Java: An ecosystem worth billions with IDEs in peril

19 pointsposted a month ago
by jbhn

10 Comments

cmwelsh

a month ago

Why absolutely no mention of VS Code?

jbhn

a month ago

VS Code uses LSPs which are mentioned.

pjmlp

a month ago

Another one that doesn't understand VSCode plugins make use of Netbeans and Eclipse running headless.

Sponsored by Red-Hat/IBM, Microsoft and Oracle.

And the tooling for an operating system with 70% of the market, sponsored from JetBrains and Google.

jbhn

a month ago

TL;DR: Java’s multi-billion-dollar ecosystem is quietly dependent on a shrinking, fragile IDE infrastructure, and without deliberate investment beyond IntelliJ and Eclipse, its long-term developer productivity is at serious risk.

user

a month ago

[deleted]

musicale

a month ago

So the outlook is good for emacs, vim, and maybe VSCode?

anthk

a month ago

Sadly, Java (and C#) runs serious company software, not smartphone/tablet toys as dumb remote clients.
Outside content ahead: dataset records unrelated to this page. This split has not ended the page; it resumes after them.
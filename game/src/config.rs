//! Runtime settings of one game process

use shared::config::{DEFAULT_HOST, DEFAULT_PORT, INITIAL_SPEED_MS, MATCH_DURATION_SECONDS};

#[derive(Debug, Clone, PartialEq, Eq)]
pub struct GameConfig {
    /// Relay address
    pub host: String,
    pub port: u16,
    /// Name sent to the host when joining
    pub player_name: String,
    /// Movement interval at the start of a match
    pub tick_interval_ms: u64,
    pub match_duration_secs: u64,
    /// Clients move their own snake between host snapshots
    pub prediction: bool,
    /// Peers publish their own snake as `player_update` and accept others'
    pub peer_echo: bool,
}

impl Default for GameConfig {
    fn default() -> Self {
        Self {
            host: DEFAULT_HOST.to_string(),
            port: DEFAULT_PORT,
            player_name: "Player".to_string(),
            tick_interval_ms: INITIAL_SPEED_MS,
            match_duration_secs: MATCH_DURATION_SECONDS,
            prediction: true,
            peer_echo: false,
        }
    }
}
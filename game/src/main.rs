use clap::Parser;
use game::config::GameConfig;
use game::game::Game;
use game::input::Command;
use game::udp_transport::UdpConnector;
use game::utils::get_timestamp;
use log::{info, warn};
use shared::config::{DEFAULT_HOST, DEFAULT_PORT, INITIAL_SPEED_MS, MATCH_DURATION_SECONDS};
use std::io::BufRead;
use std::sync::mpsc;
use std::thread;
use std::time::Duration;

const FRAME_INTERVAL: Duration = Duration::from_millis(16);
const SUMMARY_INTERVAL_MS: u64 = 1000;

#[derive(Parser, Debug)]
#[command(author, version, about, long_about = None)]
struct Args {
    /// Relay host
    #[arg(long, default_value = DEFAULT_HOST)]
    host: String,

    /// Relay port
    #[arg(short, long, default_value_t = DEFAULT_PORT)]
    port: u16,

    /// Name sent to the host when joining
    #[arg(short, long, default_value = "Player")]
    name: String,

    /// Initial movement interval in milliseconds
    #[arg(long, default_value_t = INITIAL_SPEED_MS)]
    tick_interval: u64,

    /// Match length in seconds
    #[arg(long, default_value_t = MATCH_DURATION_SECONDS)]
    match_duration: u64,

    /// Disable client-side prediction of the own snake
    #[arg(long)]
    no_prediction: bool,

    /// Publish and accept per-peer snake updates
    #[arg(long)]
    peer_echo: bool,
}

// The UDP transport drives its own runtime, so main stays synchronous
fn main() -> Result<(), Box<dyn std::error::Error>> {
    env_logger::init();

    if std::env::var("RUST_LOG").is_err() {
        eprintln!("Set RUST_LOG=info for detailed logging");
    }

    let args = Args::parse();
    let config = GameConfig {
        host: args.host,
        port: args.port,
        player_name: args.name,
        tick_interval_ms: args.tick_interval,
        match_duration_secs: args.match_duration,
        prediction: !args.no_prediction,
        peer_echo: args.peer_echo,
    };

    info!("Relay at {}:{}", config.host, config.port);
    info!("Commands: start | m | h | l | j<N> | w a s d | p | back | quit");

    let mut game = Game::new(config, Box::new(UdpConnector));

    let (line_tx, line_rx) = mpsc::channel::<String>();
    thread::spawn(move || {
        let stdin = std::io::stdin();
        for line in stdin.lock().lines() {
            let Ok(line) = line else { break };
            if line_tx.send(line).is_err() {
                break;
            }
        }
    });

    let mut last_summary = 0;
    loop {
        let now = get_timestamp();

        while let Ok(line) = line_rx.try_recv() {
            let Some(command) = Command::parse(&line) else {
                if !line.trim().is_empty() {
                    warn!("Unknown command: {}", line.trim());
                }
                continue;
            };

            if command == Command::Quit {
                game.back_to_menu(now)?;
                game.update(now);
                info!("Bye");
                return Ok(());
            }
            if let Err(e) = game.handle_command(command, now) {
                warn!("{}", e);
            }
        }

        game.update(now);

        if now.saturating_sub(last_summary) >= SUMMARY_INTERVAL_MS {
            last_summary = now;
            info!("{}", game.snapshot(now).summary());
        }

        thread::sleep(FRAME_INTERVAL);
    }
}
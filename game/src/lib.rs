//! # Snake Game Library
//!
//! Host-authoritative multiplayer snake on top of a relay that only
//! groups peers into sessions and forwards opaque payloads.
//!
//! ## Authority
//! The host (or the single local player) owns the simulation: movement,
//! collisions, food, score and the match timer. Clients send steering
//! requests, optionally predict their own snake, and overwrite their
//! view with every snapshot the host broadcasts.
//!
//! ## Module Organization
//!
//! - `transport`, `udp_transport`, `loopback`: the relay seam and its
//!   UDP and in-process implementations
//! - `queue`: FIFO handoff from transport callbacks to the game tick
//! - `session`: session lifecycle, host tracking, connection health
//! - `roster`, `match_state`, `context`: per-match data
//! - `sync`: building and applying protocol messages
//! - `state`, `game`, `input`: the state machine, the tick and commands
//! - `snapshot`: read-only view for a renderer

pub mod config;
pub mod context;
pub mod game;
pub mod input;
pub mod loopback;
pub mod match_state;
pub mod queue;
pub mod roster;
pub mod session;
pub mod snapshot;
pub mod state;
pub mod sync;
pub mod transport;
pub mod udp_transport;
pub mod utils;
Also, Android dominates the world. Call it weird Java, because it's actually that.

I'd love everyone shifted to Go, but that won't happen soon.

Java it's a bit like Cobol, surviving because of legacy needs; but contrary to Cobol everyone can get a JDK and start programming in no time in any OS and with tons of documentation and support.

And I don't actually like Java, but things in real life work like that. If some serious company needs a middleware or management software, your bets will be either on Java or the weird cousing, C# where a programmer can get in no time from the former.

Go shines on (micro)services and everything concurrent.

Traubenfuchs

a month ago

On the backend at least, you can now use kotlin, which has perfect java interop.

For spring, an automatic docker container and native compiled docker container mvn command exists.

No excuse to hate the jvm and its amazing ecosystem anymore.